Fellow public health activists kept urging me to read this, which I finally did in preparation for a conference. First-hand accounts are always interesting, and this one, by an English surgeon with leftist leanings who moved to China in the 1950s, is particularly fascinating. It's also quite entertaining and moving at times.
Horn describes what it's like to work in a hospital in a newly re-organized society, moving to a communist ideal. Horn is unabashedly positive about the new developments, which I'm sure may put less sympathetic readers off, but it's worth considering the details he relates. Chapters tend to alternate between anecdotes and stories of particular patients and experiences, and generalized descriptions of a health campaign carried out by the government and the people. The latter chapters, from a quantitative analyst's POV, are invaluable: there's the eradication of syphilis within 10 years; and similar defeat of schistosomiasis. The former include stories like that of an agricultural worker's wife who was thrown from a mule and broke her neck, and how Horn and fellow volunteer doctors in the countryside were able to treat her in the absence of a full traction equipment. I was also pleased to learn of advances made in skin grafts; re-attaching severed limbs; and synthesizing insulin (for the first time in human history) made in China during this period. Horn also describes the forerunner to the Barefoot Doctor Movement, a standard model for creating a primary care system in developing countries.
Highly recommended for activists, leftists, health workers--well, for everybody who has a body who'd like that body to live in a healthy society.
Such an unusual story this is. My family was friends with the author and his family in China in the 1950s. I had been thinking back to my childhood and specifically the campaign to rid China of sparrows. Unfortunately for me, Dr.
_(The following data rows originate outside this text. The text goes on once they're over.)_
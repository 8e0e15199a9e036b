// Copyright 2022 Webb Technologies Inc.
//
// Licensed under the Apache License, Version 2.0 (the "License");
// you may not use this file except in compliance with the License.
// You may obtain a copy of the License at
//
// http://www.apache.org/licenses/LICENSE-2.0
//
// Unless required by applicable law or agreed to in writing, software
// distributed under the License is distributed on an "AS IS" BASIS,
// WITHOUT WARRANTIES OR CONDITIONS OF ANY KIND, either express or implied.
// See the License for the specific language governing permissions and
// limitations under the License.
//
use std::collections::{BTreeMap, HashMap};
use std::sync::Arc;

use parking_lot::RwLock;

use super::LeafCacheStore;
use crate::types::{Leaf, PoolId};

type MemStore = HashMap<PoolId, BTreeMap<u32, Leaf>>;

/// InMemoryLeafCache is a store that stores the leaves in memory.
#[derive(Clone, Default)]
pub struct InMemoryLeafCache {
    store: Arc<RwLock<MemStore>>,
}

impl std::fmt::Debug for InMemoryLeafCache {
    fn fmt(&self, f: &mut std::fmt::Formatter<'_>) -> std::fmt::Result {
        f.debug_struct("InMemoryLeafCache").finish()
    }
}

impl LeafCacheStore for InMemoryLeafCache {
    #[tracing::instrument(skip(self))]
    fn get_leaves(&self, pool: &PoolId) -> crate::Result<Vec<Leaf>> {
        let guard = self.store.read();
        let val = guard
            .get(pool)
            .map(|leaves| leaves.values().copied().collect())
            .unwrap_or_default();
        Ok(val)
    }

    fn leaves_count(&self, pool: &PoolId) -> crate::Result<u32> {
        let guard = self.store.read();
        Ok(guard.get(pool).map(|l| l.len() as u32).unwrap_or_default())
    }

    #[tracing::instrument(skip(self, leaves), fields(count = leaves.len()))]
    fn insert_leaves(
        &self,
        pool: &PoolId,
        leaves: &[(u32, Leaf)],
    ) -> crate::Result<()> {
        let mut guard = self.store.write();
        guard
            .entry(pool.clone())
            .or_default()
            .extend(leaves.iter().copied());
        Ok(())
    }

    fn clear_leaves(&self, pool: &PoolId) -> crate::Result<()> {
        self.store.write().remove(pool);
        Ok(())
    }
}
// Domain layer: core models and ports (interfaces). No external dependencies
// beyond std/serde/chrono.

pub mod model;
pub mod ports;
Horn did not cover this in his discussion of "Pests". I was surprised that, even though it appears very dense, I found it very readable. The kuddo's to Mao Tse Dung, including his leading of the Cultural Revolution, are very heartfelt and it affected me deeply.
This book is an almost unparalleled insight into life in pre-revolution and post-revolution China. The prose is informative and it does include some pictures. It also has accounts of acupuncture being used in the Hospitals successfully, which is interesting from a Western point of view. Anyone interested in Mao, Communism,China or Western Medicine should read this.